When you protect a building from flooding, the honest starting point is this: you will not keep every drop out. Good resistance measures hold back most of the water, but some will still find its way in. What happens next, how fast the building dries out and gets back into use, is where a puddle pump earns its place. That principle is exactly what the Cumbria Flood Resilience Showcase set out to demonstrate, and in 2017 we were glad to play a small part in it.
Flood Protection Solutions Ltd donated a Tsurumi LSC1.4S puddle pump to Botcherby Community Centre in Carlisle as a contribution to the project, which was led by the flood campaigner Mary Dhonau OBE, better known across the sector as "FloodMary".
Why Carlisle, and why this building
Carlisle was chosen for the showcase after suffering severe flooding in both 2005 and 2015. Botcherby Community Centre was hit hard. Much of the kitchen was destroyed, and the building needed a full restoration alongside a proper resilience upgrade.

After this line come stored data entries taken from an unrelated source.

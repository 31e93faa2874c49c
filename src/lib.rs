//! # usechain - Use-Def Chains for Compiler IR
//!
//! The value/use core of an SSA-style intermediate representation: how nodes
//! that produce results are referenced by the nodes that consume them, and how
//! every such reference can be found, rewritten, or removed in constant time
//! while passes mutate the IR in place.
//!
//! ## Quick Start
//!
//! ```rust
//! use usechain::{FixedOperandList, OperandList, TypeRef, UseDefContext, Value, ValueKind};
//!
//! # fn main() -> usechain::Result<()> {
//! let mut ctx = UseDefContext::new();
//! let i64_ty = TypeRef::new(0);
//!
//! // %0 = integer_literal, %1 = integer_literal
//! let lhs = ctx.create_value(ValueKind::IntegerLiteral, i64_ty);
//! let rhs = ctx.create_value(ValueKind::IntegerLiteral, i64_ty);
//!
//! // %2 = tuple (%0, %1)
//! let tuple = ctx.create_value(ValueKind::Tuple, TypeRef::new(1));
//! let operands = FixedOperandList::new(&mut ctx, tuple, [lhs.into(), rhs.into()]);
//! assert_eq!(ctx.users(lhs).collect::<Vec<_>>(), vec![tuple]);
//!
//! // Rewrite every use of %0 to %1
//! let moved = ctx.replace_all_uses_with(Value::from(lhs), Value::from(rhs))?;
//! assert_eq!(moved, 1);
//! assert!(ctx.uses_empty(lhs));
//! assert_eq!(ctx.use_count(rhs), 2);
//! assert_eq!(operands.values(&ctx).to_vec(), vec![Value::from(rhs); 2]);
//!
//! // Consumers go first, then producers
//! operands.release(&mut ctx);
//! ctx.erase_value(tuple)?;
//! ctx.erase_value(lhs)?;
//! ctx.erase_value(rhs)?;
//! ctx.verify()?;
//! # Ok(())
//! # }
//! ```
//!
//! ## Architecture
//!
//! ```text
//! UseDefContext
//!   ├── value table:  ValueId  → { kind, result types, first_use }
//!   └── edge table:   OperandId → { target Value, next_use, back slot, owner }
//! ```
//!
//! ### Main Components
//!
//! - [`Value`] - `(identity, result number)` handle; ordered and hashable
//! - [`Operand`] - Owned use edge; [`OperandId`] is its copyable name
//! - [`Uses`] / [`ResultUses`] - Use-list iterators (all results / one result)
//! - [`UseCursor`] / [`ResultUseCursor`] - Detached cursors for rewriting passes
//! - [`FixedOperandList`] / [`TailAllocatedOperandList`] - Per-node edge storage
//! - [`OperandValueArray`] - Edges projected to the values they use
//! - [`Verifier`] - Use-list integrity checks
//!
//! ## Contract Violations
//!
//! Out-of-range result numbers, stepping a cursor past the end, and touching
//! erased values or released edges panic. Arena-level requests that can be
//! refused (erasing a used value, bulk rewrites) return [`Result`].

pub mod config;
pub mod error;
pub mod ir;
pub mod verifier;

/// Crate version
pub const VERSION: &str = env!("CARGO_PKG_VERSION");

// Re-export main types
pub use config::ContextOptions;
pub use error::{Error, ErrorSeverity, Result};
pub use ir::{
    ContextStats, FixedOperandList, Operand, OperandId, OperandList, OperandValueArray,
    ResultTypes, ResultUseCursor, ResultUses, TailAllocatedOperandList, TypeRef, UseCursor,
    UseDefContext, UseSlot, Uses, Value, ValueId, ValueKind, MAX_RESULTS, RESULT_NUMBER_BITS,
};
pub use verifier::{UseGraphStats, VerifyError, VerifyResult, Verifier};
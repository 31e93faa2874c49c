//! # Use-List Verifier
//!
//! Walks every use list of a [`UseDefContext`] and checks the linkage
//! invariants passes rely on.
//! Meant for tests and debug builds of pass pipelines, not the hot path.

use crate::ir::context::UseDefContext;
use crate::ir::operand::{OperandSlot, UseSlot};
use crate::ir::{OperandId, Value, ValueId};

/// Verification result with warnings
#[derive(Debug)]
pub struct VerifyResult {
    /// Use lists are consistent
    pub valid: bool,
    /// Broken invariants
    pub errors: Vec<VerifyError>,
    /// Warnings (non-fatal)
    pub warnings: Vec<String>,
    /// Statistics
    pub stats: UseGraphStats,
}

/// Use graph statistics
#[derive(Debug, Default, Clone, PartialEq, Eq)]
pub struct UseGraphStats {
    /// Values not erased
    pub live_values: usize,
    /// Erased value tombstones
    pub erased_values: usize,
    /// Edges currently allocated
    pub live_operands: usize,
    /// Edges with no target
    pub unlinked_operands: usize,
    /// Vacant edge slots
    pub vacant_operand_slots: usize,
    /// Sum of all use-list lengths
    pub total_uses: usize,
    /// Longest use list
    pub max_use_list_len: usize,
}

/// Verification error types
#[derive(Debug, Clone, PartialEq, Eq)]
pub enum VerifyError {
    /// A use list revisits an edge.
    UseListCycle {
        /// Value whose list loops
        value: ValueId,
    },

    /// An edge is reachable from the use lists of two values.
    SharedUse {
        /// The edge
        operand: OperandId,
        /// Value whose list reached it first
        first: ValueId,
        /// Value whose list reached it again
        second: ValueId,
    },

    /// A use list reaches a vacant or out-of-table slot.
    DanglingUse {
        /// Value whose list holds the stale link
        value: ValueId,
        /// The stale edge id
        operand: OperandId,
    },

    /// An edge's back slot does not name the slot that points at it.
    BrokenBackLink {
        /// The edge
        operand: OperandId,
        /// Slot that actually points at it
        expected: UseSlot,
        /// Slot recorded on the edge
        found: Option<UseSlot>,
    },

    /// An edge sits in the use list of a value it does not target.
    ForeignUse {
        /// Value whose list holds the edge
        value: ValueId,
        /// The edge
        operand: OperandId,
        /// What the edge actually targets
        target: Value,
    },

    /// An edge names a result its value does not produce.
    ResultOutOfRange {
        /// The edge
        operand: OperandId,
        /// Its target
        target: Value,
        /// Result count of the target's value
        results: usize,
    },

    /// A targeted edge is missing from its target's use list.
    MissingFromUseList {
        /// The edge
        operand: OperandId,
        /// Its target
        target: Value,
    },

    /// An edge targets a value that was erased.
    UseOfErasedValue {
        /// The edge
        operand: OperandId,
        /// The erased value
        value: ValueId,
    },

    /// An edge without a target still records a back slot.
    StaleBackLink {
        /// The edge
        operand: OperandId,
    },
}

impl std::fmt::Display for VerifyError {
    fn fmt(&self, f: &mut std::fmt::Formatter<'_>) -> std::fmt::Result {
        match self {
            VerifyError::UseListCycle { value } => {
                write!(f, "Use list of {} contains a cycle", value)
            }
            VerifyError::SharedUse {
                operand,
                first,
                second,
            } => {
                write!(
                    f,
                    "{} is in the use lists of both {} and {}",
                    operand, first, second
                )
            }
            VerifyError::DanglingUse { value, operand } => {
                write!(f, "Use list of {} reaches released operand {}", value, operand)
            }
            VerifyError::BrokenBackLink {
                operand,
                expected,
                found,
            } => match found {
                Some(found) => write!(
                    f,
                    "{} has back link {} but is pointed at by {}",
                    operand, found, expected
                ),
                None => write!(
                    f,
                    "{} has no back link but is pointed at by {}",
                    operand, expected
                ),
            },
            VerifyError::ForeignUse {
                value,
                operand,
                target,
            } => {
                write!(f, "{} is in the use list of {} but targets {}", operand, value, target)
            }
            VerifyError::ResultOutOfRange {
                operand,
                target,
                results,
            } => {
                write!(
                    f,
                    "{} targets {} but the value has {} result(s)",
                    operand, target, results
                )
            }
            VerifyError::MissingFromUseList { operand, target } => {
                write!(f, "{} targets {} but is not in its use list", operand, target)
            }
            VerifyError::UseOfErasedValue { operand, value } => {
                write!(f, "{} targets erased value {}", operand, value)
            }
            VerifyError::StaleBackLink { operand } => {
                write!(f, "{} has no target but is still linked", operand)
            }
        }
    }
}

/// Use-list verifier
#[derive(Debug, Default)]
pub struct Verifier {
    /// Treat warnings as errors
    strict: bool,
}

impl Verifier {
    /// Creates a verifier that only fails on broken invariants
    pub fn new() -> Self {
        Self { strict: false }
    }

    /// Enable strict mode: targetless edges also fail verification
    pub fn strict(mut self) -> Self {
        self.strict = true;
        self
    }

    /// Verify every use list in `ctx`
    pub fn verify(&self, ctx: &UseDefContext) -> VerifyResult {
        let mut errors = Vec::new();
        let mut warnings = Vec::new();
        let mut stats = UseGraphStats::default();

        let operand_slots = ctx.operand_slots();
        // Value whose use list reached each edge
        let mut seen: Vec<Option<ValueId>> = vec![None; operand_slots.len()];

        for (index, data) in ctx.value_slots().iter().enumerate() {
            let value = ValueId(index as u32);
            if data.erased {
                stats.erased_values += 1;
                if data.first_use.is_some() {
                    warnings.push(format!("erased value {} still has a use list head", value));
                }
                continue;
            }
            stats.live_values += 1;

            let results = data.types.len();
            let mut expected = UseSlot::Head(value);
            let mut cur = data.first_use;
            let mut len = 0usize;

            while let Some(op) = cur {
                let Some(OperandSlot::Occupied(edge)) = operand_slots.get(op.0 as usize) else {
                    errors.push(VerifyError::DanglingUse { value, operand: op });
                    break;
                };
                match seen[op.0 as usize] {
                    Some(first) if first == value => {
                        errors.push(VerifyError::UseListCycle { value });
                        break;
                    }
                    Some(first) => {
                        errors.push(VerifyError::SharedUse {
                            operand: op,
                            first,
                            second: value,
                        });
                        break;
                    }
                    None => seen[op.0 as usize] = Some(value),
                }
                len += 1;

                if edge.back != Some(expected) {
                    errors.push(VerifyError::BrokenBackLink {
                        operand: op,
                        expected,
                        found: edge.back,
                    });
                }
                if edge.value.def() != Some(value) {
                    errors.push(VerifyError::ForeignUse {
                        value,
                        operand: op,
                        target: edge.value,
                    });
                } else if edge.value.result_number() as usize >= results {
                    errors.push(VerifyError::ResultOutOfRange {
                        operand: op,
                        target: edge.value,
                        results,
                    });
                }

                expected = UseSlot::Next(op);
                cur = edge.next_use;
            }

            stats.total_uses += len;
            stats.max_use_list_len = stats.max_use_list_len.max(len);
        }

        for (index, slot) in operand_slots.iter().enumerate() {
            let operand = OperandId(index as u32);
            let OperandSlot::Occupied(edge) = slot else {
                stats.vacant_operand_slots += 1;
                continue;
            };
            stats.live_operands += 1;

            match edge.value.def() {
                None => {
                    stats.unlinked_operands += 1;
                    if edge.back.is_some() {
                        errors.push(VerifyError::StaleBackLink { operand });
                    }
                    warnings.push(format!("{} owned by {} has no target", operand, edge.owner));
                }
                Some(value) if !ctx.contains_value(value) => {
                    errors.push(VerifyError::UseOfErasedValue { operand, value });
                }
                Some(_) if seen[index].is_none() => {
                    errors.push(VerifyError::MissingFromUseList {
                        operand,
                        target: edge.value,
                    });
                }
                Some(_) => {}
            }
        }

        let valid = errors.is_empty() && (!self.strict || warnings.is_empty());
        if valid {
            tracing::debug!(
                "verified {} value(s), {} use(s)",
                stats.live_values,
                stats.total_uses
            );
        } else {
            tracing::warn!(
                "use-list verification failed: {} error(s), {} warning(s)",
                errors.len(),
                warnings.len()
            );
        }

        VerifyResult {
            valid,
            errors,
            warnings,
            stats,
        }
    }
}

#[cfg(test)]
mod tests {
    use super::*;
    use crate::ir::{FixedOperandList, OperandList, TypeRef, ValueKind};

    #[test]
    fn test_verify_clean_graph() {
        let mut ctx = UseDefContext::new();
        let a = ctx.create_value(ValueKind::IntegerLiteral, TypeRef(0));
        let b = ctx.create_value(ValueKind::IntegerLiteral, TypeRef(0));
        let user = ctx.create_value(ValueKind::Tuple, TypeRef(1));
        let list = FixedOperandList::new(&mut ctx, user, [a.into(), b.into(), a.into()]);

        let result = Verifier::new().verify(&ctx);
        assert!(result.valid);
        assert!(result.errors.is_empty());
        assert_eq!(result.stats.live_values, 3);
        assert_eq!(result.stats.total_uses, 3);
        assert_eq!(result.stats.max_use_list_len, 2);
        list.release(&mut ctx);
    }

    #[test]
    fn test_strict_mode_rejects_targetless_edges() {
        let mut ctx = UseDefContext::new();
        let a = ctx.create_value(ValueKind::IntegerLiteral, TypeRef(0));
        let user = ctx.create_value(ValueKind::Tuple, TypeRef(1));
        let list = FixedOperandList::new(&mut ctx, user, [a.into()]);
        list.drop_all_references(&mut ctx);

        let relaxed = Verifier::new().verify(&ctx);
        assert!(relaxed.valid);
        assert_eq!(relaxed.warnings.len(), 1);
        assert_eq!(relaxed.stats.unlinked_operands, 1);

        let strict = Verifier::new().strict().verify(&ctx);
        assert!(!strict.valid);
        list.release(&mut ctx);
    }

    #[test]
    fn test_result_out_of_range_detected() {
        let mut ctx = UseDefContext::new();
        let a = ctx.create_value(ValueKind::IntegerLiteral, TypeRef(0));
        let user = ctx.create_value(ValueKind::Tuple, TypeRef(1));
        let op = ctx.create_operand(user, a.into());
        // Result 1 of a single-result value: representable, but not produced
        ctx.operand_data_mut(op.id()).value = Value::new(a, 1);

        let result = Verifier::new().verify(&ctx);
        assert!(!result.valid);
        assert!(matches!(
            result.errors[0],
            VerifyError::ResultOutOfRange { results: 1, .. }
        ));
        assert!(ctx.verify().is_err());

        ctx.operand_data_mut(op.id()).value = a.into();
        ctx.release_operand(op);
    }

    #[test]
    fn test_self_loop_is_a_cycle() {
        let mut ctx = UseDefContext::new();
        let a = ctx.create_value(ValueKind::IntegerLiteral, TypeRef(0));
        let user = ctx.create_value(ValueKind::Tuple, TypeRef(1));
        let op = ctx.create_operand(user, a.into());
        ctx.operand_data_mut(op.id()).next_use = Some(op.id());

        let result = Verifier::new().verify(&ctx);
        assert!(!result.valid);
        assert!(result
            .errors
            .contains(&VerifyError::UseListCycle { value: a }));

        ctx.operand_data_mut(op.id()).next_use = None;
        ctx.release_operand(op);
    }

    #[test]
    fn test_edge_in_two_lists_is_not_a_cycle() {
        let mut ctx = UseDefContext::new();
        let a = ctx.create_value(ValueKind::IntegerLiteral, TypeRef(0));
        let b = ctx.create_value(ValueKind::IntegerLiteral, TypeRef(0));
        let user = ctx.create_value(ValueKind::Tuple, TypeRef(1));
        let op = ctx.create_operand(user, a.into());
        ctx.value_data_mut(b).first_use = Some(op.id());

        let result = Verifier::new().verify(&ctx);
        assert!(!result.valid);
        assert!(result.errors.contains(&VerifyError::SharedUse {
            operand: op.id(),
            first: a,
            second: b,
        }));
        assert!(!result
            .errors
            .iter()
            .any(|err| matches!(err, VerifyError::UseListCycle { .. })));

        ctx.value_data_mut(b).first_use = None;
        ctx.release_operand(op);
        ctx.verify().unwrap();
    }

    #[test]
    fn test_error_display() {
        let err = VerifyError::BrokenBackLink {
            operand: OperandId(2),
            expected: UseSlot::Head(ValueId(0)),
            found: None,
        };
        assert_eq!(
            err.to_string(),
            "op2 has no back link but is pointed at by v0.first_use"
        );
    }
}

That matters more than it might first appear. Community buildings are where people gather, get information, and shelter when their own homes are out of action. If centres like this can be made to recover quickly after a flood, the whole community recovers faster. Protecting one building is really about protecting everyone who relies on it.
What a puddle pump actually does
A puddle pump, sometimes called a puddle sucker, is a submersible pump designed to clear shallow, standing water from a flat floor. Unlike a standard submersible that leaves an inch or more behind, a good puddle pump keeps going right down to roughly 1mm above the surface, which is what makes it the right tool for seepage after heavy rain or for water that has made it past flood barriers. Full specifications are on the LSC1.4S product page.
At Botcherby the set-up is deliberately simple. The pump sits on the floor inside the building, with a hose run out through a window to discharge the water safely outside. A permanently fixed discharge pipe is an option for a more robust install, but it ties the pump to one spot, and in a real flood you often want to move it to wherever the water is actually collecting. Keeping it portable was the right call here.
Resistance and recoverability: two halves of the same job
The donated pump is one part of a wider package known as Property Flood Resilience (PFR), and PFR works on two fronts at once.
Flood resistance is about keeping water out: flood barriers, flood-resistant windows, repointing, tanking and non-return valves on the drains. These measures buy time and hold back the bulk of the water.
Flood recoverability accepts that some water will still get in, and makes sure the building bounces back fast. At Botcherby that meant water-resilient plaster and a kitchen rebuilt in flood-resistant materials, so the centre can be cleaned down and reopened in days rather than the months a conventional fit-out would need. The puddle pump sits right at the join between the two. It is the thing that removes whatever the resistance measures could not stop.
This is the mindset shift the showcase was built to demonstrate. Do not just try to keep water out, plan for what you will do when some gets in. Pumps and recoverability are not an admission of failure. They are what turns a flood from a catastrophe into an inconvenience.
A pump is part of a plan, not the whole answer
The pump at Botcherby works because it sits inside a properly thought-through scheme: the right barriers, the right discharge route, and materials chosen to recover. On its own, a pump bought blind can underperform or be the wrong size for the space.
If you are protecting a home, a community building or a commercial property, that is the help we are set up to give. Browse our property flood resilience pumps and puddle pumps, use the Pump Finder to narrow it down, or for anything involving levels, discharge routes and design, ask about an engineering review.
Watch the project
In the 2017 film below, Mary Dhonau OBE walks through the Cumbria Flood Resilience Showcase with Simon Crowther of Flood & Water Pumps. You can also download the full project PDF.

We were delighted to support Botcherby Community Centre, and the project remains a clear example of why a positive, practical attitude to flooding, combining resistance, recoverability and the right pump, is the way to protect the places communities depend on.
Frequently asked questions
What is a puddle pump used for in property flood resilience?
A puddle pump removes the shallow water that gets past flood barriers and other resistance measures, clearing a floor down to around 1mm. In a PFR scheme it is the recoverability tool that helps a building dry out and reopen quickly after a flood.
Can flood resistance measures keep a building completely dry?
Barriers, tanking and non-return valves hold back most of the water, but some ingress is expected. That is why a resilient property also plans for recovery, including a pump to remove water that gets in.
What is the difference between flood resistance and flood recoverability?
Resistance keeps water out, using barriers, flood-resistant windows, tanking and non-return valves. Recoverability helps a building bounce back when water gets in, using water-resilient plaster, flood-resistant materials and pumps to clear standing water. A resilient property uses both.
Which puddle pump is best for a community building or large floor area?
For larger or repeated flooding you want a heavy-duty puddle sucker that moves more water and runs for long periods, such as the Tsurumi LSC1.4S used at Botcherby. For smaller spaces a compact model may be enough. See our puddle pumps collection or call us to size one.
Do you support community flood resilience projects?
Yes. Alongside supplying pumps to homeowners, businesses and the public sector, we support community flood groups and schemes. Botcherby Community Centre is one example.